Les crédits des autres actions sont au contraire en hausse, surtout, mais pas uniquement, en raison de l’inflation. C’est le cas du budget de la JDC, en légère hausse de 1 million d’euros, car la cohorte 2023 est plus nombreuse que les précédentes. Bien que l’année 2023 marque un retour à la normale pour le fonctionnement de la JDC, le coût moyen par jeune devrait rester stable par rapport à 2022. Les crédits du service militaire volontaire sont stables. Dans un cas comme dans l’autre, ces augmentations sont peu significatives, car plus des trois quarts des crédits effectivement utilisés pour ces dispositifs n’apparaissent pas dans cette mission, puisqu’ils relèvent de la mission « Défense », du Fonds social européen et des budgets des collectivités territoriales.
Pour résumer, les dotations de la mission sont installées sur une trajectoire fortement descendante. Le PLF pour 2023, bien qu’il comprenne quelques revalorisations liées à l’inflation, n’inverse pas la tendance. Celles-ci, en effet, ne font que limiter l’incidence sur le budget de la réduction de la population des bénéficiaires des rentes viagères, réduction inexorable au vu de l’âge très avancé d’une majorité d’entre eux. On le voit aussi bien pour les actions relevant du programme 169 que pour celles qui relèvent du programme 158. Les rapporteurs ont donc appelé à l’adoption des crédits de la mission, ce à quoi mon groupe souscrit.
Qu’il me soit permis de rappeler pour autant que nous examinons les crédits de cette mission à quelques encablures du bruit des bombes et des cris qui résonnent en Ukraine, sur un continent ayant déjà connu tant de guerres et de souffrances.

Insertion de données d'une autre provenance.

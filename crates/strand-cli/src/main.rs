//! strand - runs a small demo graph against the in-memory broker.
//!
//! ```text
//! Greeter::emit ──words──► Shout::apply ──greetings──► outbound (InMemoryBroker)
//! ```
//!
//! `--config` points at a runtime configuration (JSON). Without it the
//! `greetings` channel runs with defaults.

use std::path::PathBuf;
use std::sync::Arc;
use std::time::Duration;

use clap::Parser;
use futures::{StreamExt, stream};
use serde::Serialize;
use tracing::info;
use tracing_subscriber::layer::SubscriberExt;
use tracing_subscriber::util::SubscriberInitExt;
use tracing_subscriber::{EnvFilter, fmt};

use strand_core::app::{RuntimeBuilder, RuntimeConfig};
use strand_core::domain::{BoxError, ChannelName, HealthReport, Message};
use strand_core::impls::InMemoryBroker;
use strand_core::observability::GraphStatus;
use strand_core::outbound::OutgoingChannelConfig;
use strand_core::weave::{BindingRecord, Invoker};

const OUTGOING: &str = "greetings";

#[derive(Debug, Parser)]
#[command(name = "strand", about = "Weave a demo graph and deliver it to an in-memory broker")]
struct Cli {
    /// Runtime configuration file (JSON).
    #[arg(long, env = "STRAND_CONFIG")]
    config: Option<PathBuf>,

    /// Number of greetings to emit.
    #[arg(long, default_value_t = 3)]
    count: usize,

    /// Seconds to wait for delivery before giving up.
    #[arg(long, default_value_t = 10)]
    timeout: u64,
}

struct Greeter {
    names: Vec<String>,
}

struct Shout;

#[derive(Serialize)]
struct Summary {
    delivered: usize,
    status: GraphStatus,
    liveness: HealthReport,
    readiness: HealthReport,
}

#[tokio::main]
async fn main() -> Result<(), BoxError> {
    tracing_subscriber::registry()
        .with(EnvFilter::try_from_default_env().unwrap_or_else(|_| EnvFilter::new("info")))
        .with(fmt::layer())
        .init();

    let cli = Cli::parse();
    let mut config = match &cli.config {
        Some(path) => RuntimeConfig::from_path(path)?,
        None => RuntimeConfig::default(),
    }
    .with_env_overrides();
    let outgoing = config
        .outgoing
        .entry(ChannelName::from(OUTGOING))
        .or_insert_with(|| OutgoingChannelConfig::new(OUTGOING));
    let topic = outgoing.topic_or_channel().to_string();

    let broker = InMemoryBroker::new().with_topics([topic.clone()]);
    let names = (1..=cli.count).map(|i| format!("strand-{i}")).collect();

    let graph = RuntimeBuilder::new()
        .config(config)
        .owner_instance("Greeter", Greeter { names })?
        .owner_instance("Shout", Shout)?
        .declare(
            BindingRecord::builder("Greeter", "emit")
                .outgoing("words")
                .invoker(Invoker::publisher(|greeter: Arc<Greeter>| {
                    let messages: Vec<Message> = greeter
                        .names
                        .iter()
                        .map(|name| Message::new(format!("hello, {name}")))
                        .collect();
                    stream::iter(messages).boxed()
                }))
                .build()?,
        )?
        .declare(
            BindingRecord::builder("Shout", "apply")
                .incoming("words")
                .outgoing(OUTGOING)
                .invoker(Invoker::processor(|_: Arc<Shout>, message: Message| async move {
                    let text = message.payload().value().as_str().unwrap_or_default().to_uppercase();
                    Ok::<Message, BoxError>(message.with_payload(text))
                }))
                .build()?,
        )?
        .broker_factory(broker.clone())
        .build()?
        .start()
        .await?;

    let deadline = tokio::time::Instant::now() + Duration::from_secs(cli.timeout);
    while broker.records(&topic).len() < cli.count && tokio::time::Instant::now() < deadline {
        tokio::time::sleep(Duration::from_millis(20)).await;
    }
    for record in broker.records(&topic) {
        info!(topic = %record.topic, value = %record.value, "delivered");
    }

    let summary = Summary {
        delivered: broker.records(&topic).len(),
        status: graph.status(),
        liveness: graph.liveness(),
        readiness: graph.readiness().await,
    };
    println!("{}", serde_json::to_string_pretty(&summary)?);

    if !graph.shutdown(Duration::from_secs(5)).await {
        tracing::warn!("outbound channels did not drain before the deadline");
    }
    Ok(())
}
//! Message → wire record field resolution.
//!
//! | field     | message override | payload     | channel config | otherwise     |
//! |-----------|------------------|-------------|----------------|---------------|
//! | topic     | `topic`          |             | `topic`        | channel name  |
//! | partition | `partition >= 0` |             | `partition >= 0` | unset       |
//! | timestamp | `timestamp`      |             |                | unset         |
//! | key       | `key`            | record key  | `key`          | unset         |
//! | headers   | `headers`        |             |                | empty         |

use chrono::{DateTime, Utc};
use serde_json::Value;

use crate::domain::message::Message;
use crate::domain::metadata::OutgoingRecordMetadata;
use crate::domain::record::{Headers, ProducerRecord};

use super::config::OutgoingChannelConfig;

/// Record fields resolved for one message, before the value is encoded.
#[derive(Debug, Clone, PartialEq)]
pub struct RecordFields {
    pub topic: String,
    pub partition: Option<i32>,
    pub timestamp: Option<DateTime<Utc>>,
    pub key: Option<Value>,
    pub headers: Headers,
}

impl RecordFields {
    pub fn resolve(
        message: &Message,
        metadata: Option<&OutgoingRecordMetadata>,
        config: &OutgoingChannelConfig,
    ) -> Self {
        let topic = metadata
            .and_then(OutgoingRecordMetadata::topic)
            .unwrap_or(config.topic_or_channel())
            .to_string();
        let partition = metadata
            .and_then(OutgoingRecordMetadata::partition)
            .or(Some(config.partition).filter(|p| *p >= 0));
        let timestamp = metadata.and_then(OutgoingRecordMetadata::timestamp);
        let key = metadata
            .and_then(OutgoingRecordMetadata::key)
            .or_else(|| message.payload().key())
            .cloned()
            .or_else(|| config.key.clone().map(Value::String));
        let headers = metadata
            .and_then(OutgoingRecordMetadata::headers)
            .cloned()
            .unwrap_or_default();
        Self {
            topic,
            partition,
            timestamp,
            key,
            headers,
        }
    }

    pub fn into_record(self, value: Value) -> ProducerRecord {
        ProducerRecord {
            topic: self.topic,
            partition: self.partition,
            timestamp: self.timestamp,
            key: self.key,
            value,
            headers: self.headers,
        }
    }
}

Cela appelle deux observations.
L’un des enseignements de la guerre en Ukraine est l’importance fondamentale des forces morales de la Nation. Une réflexion est engagée dans le cadre de la prochaine loi de programmation militaire sur le rôle et le redimensionnement des réserves. Il serait intéressant qu’en parallèle, notamment dans le cadre de la généralisation annoncée du service national universel, une réflexion plus poussée soit menée sur les moyens et les outils les plus efficaces pour ancrer et renforcer le lien entre les armées et la jeunesse. Force est de reconnaître en effet qu’il fait encore trop largement défaut, alors qu’il est la première brique du lien entre les armées et la Nation, dont on redécouvre aujourd’hui le caractère fondamental. La baisse tendancielle des crédits de la mission, causée par la démographie déclinante des bénéficiaires des différentes allocations de reconnaissance de la Nation, pourrait permettre de dégager des marges de manœuvre supplémentaires à cette fin.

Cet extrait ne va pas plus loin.